Toronto International Film Festival (TIFF) is organised annually since 1976 and lasts ten days. The event is considered to be the first and most important film festival of North America. It is organised solely as a film showcase, without any traditional film competitions, and it is mainly the audience that decides who wins. Awards are also given by accredited journalists, international critics' association and the council of the city of Toronto.
“Imagine” by Andrzej Jakimowski
“Imagine” by Jakimowski (which will have its world première at this year Toronto festival) is the story of Ian, a charismatic instructor for the blind, who works with patients of a prestigious ophthalmology clinic. He teaches them about spacial orientation. One of the methods he uses is echolocation. His unorthodox approach becomes something of a challenge not only for the patients, but also for the clinic staff. Soon the teacher becomes particularly interested in one of his patients – young, sensitive, introvert Ewa. Ian, though blind himself, decides to take her outside the clinic to help her rediscover the pleasures of life.

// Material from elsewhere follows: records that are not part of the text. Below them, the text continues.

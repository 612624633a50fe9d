pub mod api;
pub mod ast;
pub mod coerce;
pub mod dump;
pub mod error;
pub mod loader;
pub mod parser;
mod records;
pub mod resolver;
pub mod scanner;
mod serialization;
pub mod utils;

pub use api::{dump_objects, parse, parse_with, ParseOptions, ParseResult};
pub use ast::{Mode, Record, Schema, TypeDef, Value};
pub use dump::DumpOptions;
pub use error::{ErrorCode, MaxiError, Warning};
pub use loader::{FsLoader, SchemaLoader};
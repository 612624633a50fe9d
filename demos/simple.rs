use maxi_core::parse;

fn main() {
    let maxi_data = r#"
        U:User(id:int|name|email|active:bool=true)
        ###
        U(1|"John Doe"|john.doe@example.com)
        U(2|Jane|jane@example.com|0)
    "#;

    match parse(maxi_data, "example.maxi") {
        Ok(result) => {
            let json_output = result.to_json().unwrap();
            println!("Successfully parsed MAXI to JSON:\n{json_output}");
            println!("\nRendered back to MAXI:\n{}", result.dump());
        }
        Err(e) => {
            eprintln!("Failed to parse MAXI: {:?}", miette::Report::from(e));
        }
    }
}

“Baby Blues” by Katarzyna Rosłaniec
Kasia Rosłaniec, the director of award-winning “Mall Girls” (“Galerianki”), chose another controversial topic for her newest film – teenage parenthood and its challenges. The director tells the story of Natalia (starring Magdalena Berus) and Kuba (Nikodem Rozbicki) who at the age of 17 become parents of Antoś. The film pictures the emotionally straining situation of young people who suddenly face a difficult task of parenthood.
- For me this is a film about how teenagers (…) these girls who feel so lonely and unloved, who feel they have nobody to love and that nobody loves them, so that they decide to have a baby (…). It is strange and a little sad that they feel these emotions at such an early age, that they feel they have such a void to fill – said the director in an interview for Polish Film Institute (PISF).

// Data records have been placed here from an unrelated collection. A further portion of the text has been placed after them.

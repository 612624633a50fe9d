use crate::error::LoadError;
use log::debug;
use std::path::{Path, PathBuf};

/// Fetches the text of a schema named by an `@schema:PATH` directive.
///
/// Loading is synchronous. A loader backed by asynchronous I/O blocks on its own
/// runtime and owns any timeout. Returning a [`MaxiError`](crate::error::MaxiError)
/// boxed as the error passes it through to the caller unchanged; any other error is
/// wrapped as a schema-load error.
pub trait SchemaLoader {
    fn load(&self, path: &str) -> Result<String, LoadError>;
}

impl<F> SchemaLoader for F
where
    F: Fn(&str) -> Result<String, LoadError>,
{
    fn load(&self, path: &str) -> Result<String, LoadError> {
        self(path)
    }
}

/// Reads imported schemas from disk, resolving relative paths against a base
/// directory.
#[derive(Debug, Clone)]
pub struct FsLoader {
    base_dir: PathBuf,
}

impl FsLoader {
    pub fn new(base_dir: impl Into<PathBuf>) -> Self {
        FsLoader {
            base_dir: base_dir.into(),
        }
    }

    /// Loader rooted at the directory containing `file`.
    pub fn for_file(file: impl AsRef<Path>) -> Self {
        let dir = file
            .as_ref()
            .parent()
            .map(Path::to_path_buf)
            .unwrap_or_else(|| PathBuf::from("."));
        Self::new(dir)
    }

    pub fn base_dir(&self) -> &Path {
        &self.base_dir
    }
}

impl SchemaLoader for FsLoader {
    fn load(&self, path: &str) -> Result<String, LoadError> {
        let full = self.base_dir.join(path);
        debug!("loading schema {}", full.display());
        Ok(std::fs::read_to_string(full)?)
    }
}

"Igor and the Cranes' Journey" by Evgany Ruman
“Igor and the Cranes' Journey” by Evgany Ruman, a co-production between Israel, Poland and Germany, co-financed by the Polish Film Institute, will screen in the TIFF Kids section.
The film's main character is thirteen-year-old Igor (Itai Shcherback), who emigrates from Russia to Israel along with his mother Tanya (Ola Schur Selektar). He is resentful of his father Piotr (Tomasz Sobczak), a scientist who dedicates himself only to his research on the migration of cranes. The alienated and lonely little boy starts pursuing his father's greatest passion: following the migration path of a family of cranes through a special website he soon becomes fascinated by the birds. He even has his favourite one – Karl, whose life is in grave danger.
Alongside the screenings, for the first time in North America, the audience will also have a chance to see an exhibition dedicated to Roman Polański, created by the Łódź Museum of Cinematography. The exhibition presents the career path of the Polish artist through a unique selection of photographs, posters and recordings, including a 30-minute montage of Polański's early film appearances.